__Given data__
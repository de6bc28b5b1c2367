//! Per-employee and ledger-wide totals.
//!
//! Totals are always recomputed from the source amounts and overwrite any
//! previous annotation, so running an aggregation twice leaves the document
//! unchanged.

use rust_decimal::Decimal;
use serde_json::Value;
use std::path::Path;
use tracing::{Span, info};

use super::AmountParser;
use crate::error::{AmountOverflow, LedgerError, LedgerResult};
use crate::ledger::LedgerStore;
use crate::ledger::document::{self, fields, nodes};
use crate::logging::component_span;
use crate::models::{GrandTotal, TotalsSummary};

/// Sets `totalSalary` on every `Employee` node of a normalized tree.
///
/// Returns `Ok(None)` when the tree has no `Employee` key at all.
///
/// # Errors
///
/// Returns [`AmountOverflow`] when an employee's salaries, or the sum over
/// all employees, do not fit in a `Decimal`. The tree may then be partly
/// annotated and should be discarded.
pub fn annotate_employee_totals(
    doc: &mut Value,
    parser: &AmountParser,
) -> Result<Option<TotalsSummary>, AmountOverflow> {
    if !document::contains_key(doc, nodes::EMPLOYEE) {
        return Ok(None);
    }

    let mut summary = TotalsSummary {
        employees: 0,
        grand_total: Decimal::ZERO,
    };
    let mut overflow: Option<AmountOverflow> = None;
    document::visit_descendants_mut(doc, nodes::EMPLOYEE, &mut |employee| {
        if overflow.is_some() {
            return;
        }
        let salaries = document::descendants_of(employee, nodes::SALARY)
            .into_iter()
            .map(|salary| document::field(salary, fields::AMOUNT));
        let Some(total) = parser.sum(salaries) else {
            overflow = Some(AmountOverflow::new(format!(
                "employee '{} {}'",
                document::text(employee, fields::NAME),
                document::text(employee, fields::SURNAME)
            )));
            return;
        };
        let Some(grand_total) = summary.grand_total.checked_add(total) else {
            overflow = Some(AmountOverflow::new("all employees"));
            return;
        };

        employee.insert(
            fields::TOTAL_SALARY.to_string(),
            Value::String(parser.format(total)),
        );
        summary.employees += 1;
        summary.grand_total = grand_total;
    });

    match overflow {
        Some(overflow) => Err(overflow),
        None => Ok(Some(summary)),
    }
}

/// Sets `totalAmount` on the first `Pay` node of a raw ledger to the sum of
/// every `item` amount in the document.
///
/// Returns `Ok(None)` when the ledger has no `Pay` node.
///
/// # Errors
///
/// Returns [`AmountOverflow`] when the item amounts do not fit in a
/// `Decimal`; the tree is left untouched.
pub fn annotate_grand_total(
    doc: &mut Value,
    parser: &AmountParser,
) -> Result<Option<GrandTotal>, AmountOverflow> {
    if !document::contains_key(doc, nodes::PAY) {
        return Ok(None);
    }

    let items = document::descendants(doc, nodes::ITEM);
    let count = items.len();
    let total = parser
        .sum(items.into_iter().map(|item| document::field(item, fields::AMOUNT)))
        .ok_or_else(|| AmountOverflow::new("ledger items"))?;
    let formatted = parser.format(total);

    let Some(pay) = document::first_node_mut(doc, nodes::PAY) else {
        return Ok(None);
    };
    pay.insert(
        fields::TOTAL_AMOUNT.to_string(),
        Value::String(formatted.clone()),
    );
    Ok(Some(GrandTotal {
        items: count,
        total,
        formatted,
    }))
}

/// Annotates totals on ledger files.
#[derive(Debug, Clone)]
pub struct TotalsAggregator {
    store: LedgerStore,
    parser: AmountParser,
    span: Span,
}

impl TotalsAggregator {
    /// Creates an aggregator logging under the `totals_aggregator` component.
    pub fn new(store: LedgerStore, parser: AmountParser) -> Self {
        Self::with_span(store, parser, component_span("totals_aggregator"))
    }

    /// Creates an aggregator logging under the given span.
    pub fn with_span(store: LedgerStore, parser: AmountParser, span: Span) -> Self {
        Self { store, parser, span }
    }

    /// Writes `totalSalary` onto every employee of the normalized tree at
    /// `path`.
    ///
    /// # Returns
    ///
    /// Returns the number of employees and the sum of their totals, or an
    /// error if:
    /// - The path is empty (`Validation`) or absent (`NotFound`)
    /// - The document has no `Employee` node (`Structural`)
    /// - The salaries do not fit in a `Decimal` (`Overflow`)
    pub fn add_employee_totals(&self, path: &Path) -> LedgerResult<TotalsSummary> {
        const OPERATION: &str = "add_employee_totals";
        let mut doc = self.store.load(path, OPERATION)?;
        let _enter = self.span.enter();

        let summary = annotate_employee_totals(&mut doc, &self.parser)
            .map_err(|source| LedgerError::overflow(OPERATION, path.display().to_string(), source))?
            .ok_or_else(|| LedgerError::Structural {
                operation: OPERATION,
                path: path.display().to_string(),
                node: nodes::EMPLOYEE.to_string(),
            })?;

        self.store.save(path, &doc, OPERATION)?;
        info!(
            path = %path.display(),
            employees = summary.employees,
            total = %summary.grand_total,
            "Employee totals updated"
        );
        Ok(summary)
    }

    /// Writes `totalAmount` onto the `Pay` node of the raw ledger at `path`.
    ///
    /// # Returns
    ///
    /// Returns the item count and the total, or an error if:
    /// - The path is empty (`Validation`) or absent (`NotFound`)
    /// - The ledger has no `Pay` node (`Structural`)
    /// - The item amounts do not fit in a `Decimal` (`Overflow`)
    pub fn add_grand_total(&self, path: &Path) -> LedgerResult<GrandTotal> {
        const OPERATION: &str = "add_grand_total";
        let mut doc = self.store.load(path, OPERATION)?;
        let _enter = self.span.enter();

        let total = annotate_grand_total(&mut doc, &self.parser)
            .map_err(|source| LedgerError::overflow(OPERATION, path.display().to_string(), source))?
            .ok_or_else(|| LedgerError::Structural {
                operation: OPERATION,
                path: path.display().to_string(),
                node: nodes::PAY.to_string(),
            })?;

        self.store.save(path, &doc, OPERATION)?;
        info!(
            path = %path.display(),
            items = total.items,
            total = %total.formatted,
            "Grand total updated"
        );
        Ok(total)
    }
}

__Work task__
Quote all of the entries exactly as they appear.

__Exercise response__
repository de6bc28b5b1c2367
//! Per-employee and ledger-wide totals.
//!
//! Totals are always recomputed from the source amounts and overwrite any
//! previous annotation, so running an aggregation twice leaves the document
//! unchanged.

use rust_decimal::Decimal;
use serde_json::Value;
use std::path::Path;
use tracing::{Span, info};

use super::AmountParser;
use crate::error::{AmountOverflow, LedgerError, LedgerResult};
use crate::ledger::LedgerStore;
use crate::ledger::document::{self, fields, nodes};
use crate::logging::component_span;
use crate::models::{GrandTotal, TotalsSummary};

/// Sets `totalSalary` on every `Employee` node of a normalized tree.
///
/// Returns `Ok(None)` when the tree has no `Employee` key at all.
///
/// # Errors
///
/// Returns [`AmountOverflow`] when an employee's salaries, or the sum over
/// all employees, do not fit in a `Decimal`. The tree may then be partly
/// annotated and should be discarded.
pub fn annotate_employee_totals(
    doc: &mut Value,
    parser: &AmountParser,
) -> Result<Option<TotalsSummary>, AmountOverflow> {
    if !document::contains_key(doc, nodes::EMPLOYEE) {
        return Ok(None);
    }

    let mut summary = TotalsSummary {
        employees: 0,
        grand_total: Decimal::ZERO,
    };
    let mut overflow: Option<AmountOverflow> = None;
    document::visit_descendants_mut(doc, nodes::EMPLOYEE, &mut |employee| {
        if overflow.is_some() {
            return;
        }
        let salaries = document::descendants_of(employee, nodes::SALARY)
            .into_iter()
            .map(|salary| document::field(salary, fields::AMOUNT));
        let Some(total) = parser.sum(salaries) else {
            overflow = Some(AmountOverflow::new(format!(
                "employee '{} {}'",
                document::text(employee, fields::NAME),
                document::text(employee, fields::SURNAME)
            )));
            return;
        };
        let Some(grand_total) = summary.grand_total.checked_add(total) else {
            overflow = Some(AmountOverflow::new("all employees"));
            return;
        };

        employee.insert(
            fields::TOTAL_SALARY.to_string(),
            Value::String(parser.format(total)),
        );
        summary.employees += 1;
        summary.grand_total = grand_total;
    });

    match overflow {
        Some(overflow) => Err(overflow),
        None => Ok(Some(summary)),
    }
}

/// Sets `totalAmount` on the first `Pay` node of a raw ledger to the sum of
/// every `item` amount in the document.
///
/// Returns `Ok(None)` when the ledger has no `Pay` node.
///
/// # Errors
///
/// Returns [`AmountOverflow`] when the item amounts do not fit in a
/// `Decimal`; the tree is left untouched.
pub fn annotate_grand_total(
    doc: &mut Value,
    parser: &AmountParser,
) -> Result<Option<GrandTotal>, AmountOverflow> {
    if !document::contains_key(doc, nodes::PAY) {
        return Ok(None);
    }

    let items = document::descendants(doc, nodes::ITEM);
    let count = items.len();
    let total = parser
        .sum(items.into_iter().map(|item| document::field(item, fields::AMOUNT)))
        .ok_or_else(|| AmountOverflow::new("ledger items"))?;
    let formatted = parser.format(total);

    let Some(pay) = document::first_node_mut(doc, nodes::PAY) else {
        return Ok(None);
    };
    pay.insert(
        fields::TOTAL_AMOUNT.to_string(),
        Value::String(formatted.clone()),
    );
    Ok(Some(GrandTotal {
        items: count,
        total,
        formatted,
    }))
}

/// Annotates totals on ledger files.
#[derive(Debug, Clone)]
pub struct TotalsAggregator {
    store: LedgerStore,
    parser: AmountParser,
    span: Span,
}

impl TotalsAggregator {
    /// Creates an aggregator logging under the `totals_aggregator` component.
    pub fn new(store: LedgerStore, parser: AmountParser) -> Self {
        Self::with_span(store, parser, component_span("totals_aggregator"))
    }

    /// Creates an aggregator logging under the given span.
    pub fn with_span(store: LedgerStore, parser: AmountParser, span: Span) -> Self {
        Self { store, parser, span }
    }

    /// Writes `totalSalary` onto every employee of the normalized tree at
    /// `path`.
    ///
    /// # Returns
    ///
    /// Returns the number of employees and the sum of their totals, or an
    /// error if:
    /// - The path is empty (`Validation`) or absent (`NotFound`)
    /// - The document has no `Employee` node (`Structural`)
    /// - The salaries do not fit in a `Decimal` (`Overflow`)
    pub fn add_employee_totals(&self, path: &Path) -> LedgerResult<TotalsSummary> {
        const OPERATION: &str = "add_employee_totals";
        let mut doc = self.store.load(path, OPERATION)?;
        let _enter = self.span.enter();

        let summary = annotate_employee_totals(&mut doc, &self.parser)
            .map_err(|source| LedgerError::overflow(OPERATION, path.display().to_string(), source))?
            .ok_or_else(|| LedgerError::Structural {
                operation: OPERATION,
                path: path.display().to_string(),
                node: nodes::EMPLOYEE.to_string(),
            })?;

        self.store.save(path, &doc, OPERATION)?;
        info!(
            path = %path.display(),
            employees = summary.employees,
            total = %summary.grand_total,
            "Employee totals updated"
        );
        Ok(summary)
    }

    /// Writes `totalAmount` onto the `Pay` node of the raw ledger at `path`.
    ///
    /// # Returns
    ///
    /// Returns the item count and the total, or an error if:
    /// - The path is empty (`Validation`) or absent (`NotFound`)
    /// - The ledger has no `Pay` node (`Structural`)
    /// - The item amounts do not fit in a `Decimal` (`Overflow`)
    pub fn add_grand_total(&self, path: &Path) -> LedgerResult<GrandTotal> {
        const OPERATION: &str = "add_grand_total";
        let mut doc = self.store.load(path, OPERATION)?;
        let _enter = self.span.enter();

        let total = annotate_grand_total(&mut doc, &self.parser)
            .map_err(|source| LedgerError::overflow(OPERATION, path.display().to_string(), source))?
            .ok_or_else(|| LedgerError::Structural {
                operation: OPERATION,
                path: path.display().to_string(),
                node: nodes::PAY.to_string(),
            })?;

        self.store.save(path, &doc, OPERATION)?;
        info!(
            path = %path.display(),
            items = total.items,
            total = %total.formatted,
            "Grand total updated"
        );
        Ok(total)
    }
}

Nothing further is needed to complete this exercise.